Requirement:
The line containing "if let Some(parent)" marks the start; please restate exactly that line and only the lines following it through the end of the material below.
━━━━
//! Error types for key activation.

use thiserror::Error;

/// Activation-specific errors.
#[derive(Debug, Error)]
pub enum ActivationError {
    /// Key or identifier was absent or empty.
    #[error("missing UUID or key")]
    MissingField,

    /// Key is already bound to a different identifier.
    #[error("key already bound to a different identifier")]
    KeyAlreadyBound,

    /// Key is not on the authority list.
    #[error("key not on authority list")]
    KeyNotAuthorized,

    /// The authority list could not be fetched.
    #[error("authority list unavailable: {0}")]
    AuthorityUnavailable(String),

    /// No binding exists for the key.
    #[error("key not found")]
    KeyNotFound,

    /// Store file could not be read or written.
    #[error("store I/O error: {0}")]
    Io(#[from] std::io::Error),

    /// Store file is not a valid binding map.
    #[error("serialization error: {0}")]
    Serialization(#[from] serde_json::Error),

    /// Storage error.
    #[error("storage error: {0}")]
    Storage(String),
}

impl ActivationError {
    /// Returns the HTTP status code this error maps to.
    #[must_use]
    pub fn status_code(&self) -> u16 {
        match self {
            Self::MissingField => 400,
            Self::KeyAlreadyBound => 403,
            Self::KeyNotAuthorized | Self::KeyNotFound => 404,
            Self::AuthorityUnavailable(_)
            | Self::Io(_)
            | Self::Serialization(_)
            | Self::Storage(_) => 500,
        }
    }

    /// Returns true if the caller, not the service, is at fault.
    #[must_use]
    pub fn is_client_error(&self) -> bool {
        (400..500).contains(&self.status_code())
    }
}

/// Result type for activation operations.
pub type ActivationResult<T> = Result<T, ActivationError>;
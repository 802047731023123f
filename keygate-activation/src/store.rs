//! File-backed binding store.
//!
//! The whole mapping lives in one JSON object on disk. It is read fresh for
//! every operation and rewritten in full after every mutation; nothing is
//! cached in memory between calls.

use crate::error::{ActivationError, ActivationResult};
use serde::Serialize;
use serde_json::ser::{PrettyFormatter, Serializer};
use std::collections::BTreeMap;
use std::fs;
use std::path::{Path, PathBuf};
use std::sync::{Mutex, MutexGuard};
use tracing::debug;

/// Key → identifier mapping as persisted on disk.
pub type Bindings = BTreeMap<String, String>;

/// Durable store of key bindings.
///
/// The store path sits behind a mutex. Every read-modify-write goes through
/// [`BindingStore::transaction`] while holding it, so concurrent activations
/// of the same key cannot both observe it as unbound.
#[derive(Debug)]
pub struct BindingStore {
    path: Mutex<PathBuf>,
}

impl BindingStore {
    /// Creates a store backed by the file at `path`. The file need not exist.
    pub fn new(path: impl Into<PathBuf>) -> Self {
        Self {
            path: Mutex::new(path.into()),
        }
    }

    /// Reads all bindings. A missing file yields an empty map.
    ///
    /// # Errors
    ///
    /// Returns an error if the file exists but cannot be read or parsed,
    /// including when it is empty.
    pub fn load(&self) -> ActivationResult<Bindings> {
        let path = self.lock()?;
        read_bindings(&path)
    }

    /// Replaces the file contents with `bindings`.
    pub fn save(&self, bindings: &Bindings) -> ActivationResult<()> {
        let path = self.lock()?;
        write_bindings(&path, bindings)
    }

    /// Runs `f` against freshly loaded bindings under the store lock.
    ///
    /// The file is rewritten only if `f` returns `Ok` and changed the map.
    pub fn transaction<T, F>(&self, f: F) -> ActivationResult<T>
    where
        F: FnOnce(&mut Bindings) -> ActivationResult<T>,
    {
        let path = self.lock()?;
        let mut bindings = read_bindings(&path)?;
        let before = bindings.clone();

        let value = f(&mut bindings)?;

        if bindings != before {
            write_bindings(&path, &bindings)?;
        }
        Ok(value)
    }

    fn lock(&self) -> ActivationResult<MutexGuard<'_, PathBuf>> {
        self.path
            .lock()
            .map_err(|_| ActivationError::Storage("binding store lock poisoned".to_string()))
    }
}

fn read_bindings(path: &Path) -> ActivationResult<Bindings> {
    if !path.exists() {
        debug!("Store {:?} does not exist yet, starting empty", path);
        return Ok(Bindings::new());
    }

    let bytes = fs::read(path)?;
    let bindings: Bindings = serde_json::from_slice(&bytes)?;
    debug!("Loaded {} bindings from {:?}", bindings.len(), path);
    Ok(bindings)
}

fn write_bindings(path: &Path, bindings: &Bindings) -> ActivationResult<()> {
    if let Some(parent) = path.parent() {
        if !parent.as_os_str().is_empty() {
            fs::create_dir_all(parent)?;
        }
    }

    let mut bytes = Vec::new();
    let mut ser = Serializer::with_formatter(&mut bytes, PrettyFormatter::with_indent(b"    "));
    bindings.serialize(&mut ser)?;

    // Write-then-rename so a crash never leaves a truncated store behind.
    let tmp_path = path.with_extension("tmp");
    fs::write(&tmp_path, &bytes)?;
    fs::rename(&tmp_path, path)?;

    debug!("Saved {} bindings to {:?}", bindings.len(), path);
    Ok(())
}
━━━━
Problem solution:
    if let Some(parent) = path.parent() {
        if !parent.as_os_str().is_empty() {
            fs::create_dir_all(parent)?;
        }
    }

    let mut bytes = Vec::new();
    let mut ser = Serializer::with_formatter(&mut bytes, PrettyFormatter::with_indent(b"    "));
    bindings.serialize(&mut ser)?;

    // Write-then-rename so a crash never leaves a truncated store behind.
    let tmp_path = path.with_extension("tmp");
    fs::write(&tmp_path, &bytes)?;
    fs::rename(&tmp_path, path)?;

    debug!("Saved {} bindings to {:?}", bindings.len(), path);
    Ok(())
}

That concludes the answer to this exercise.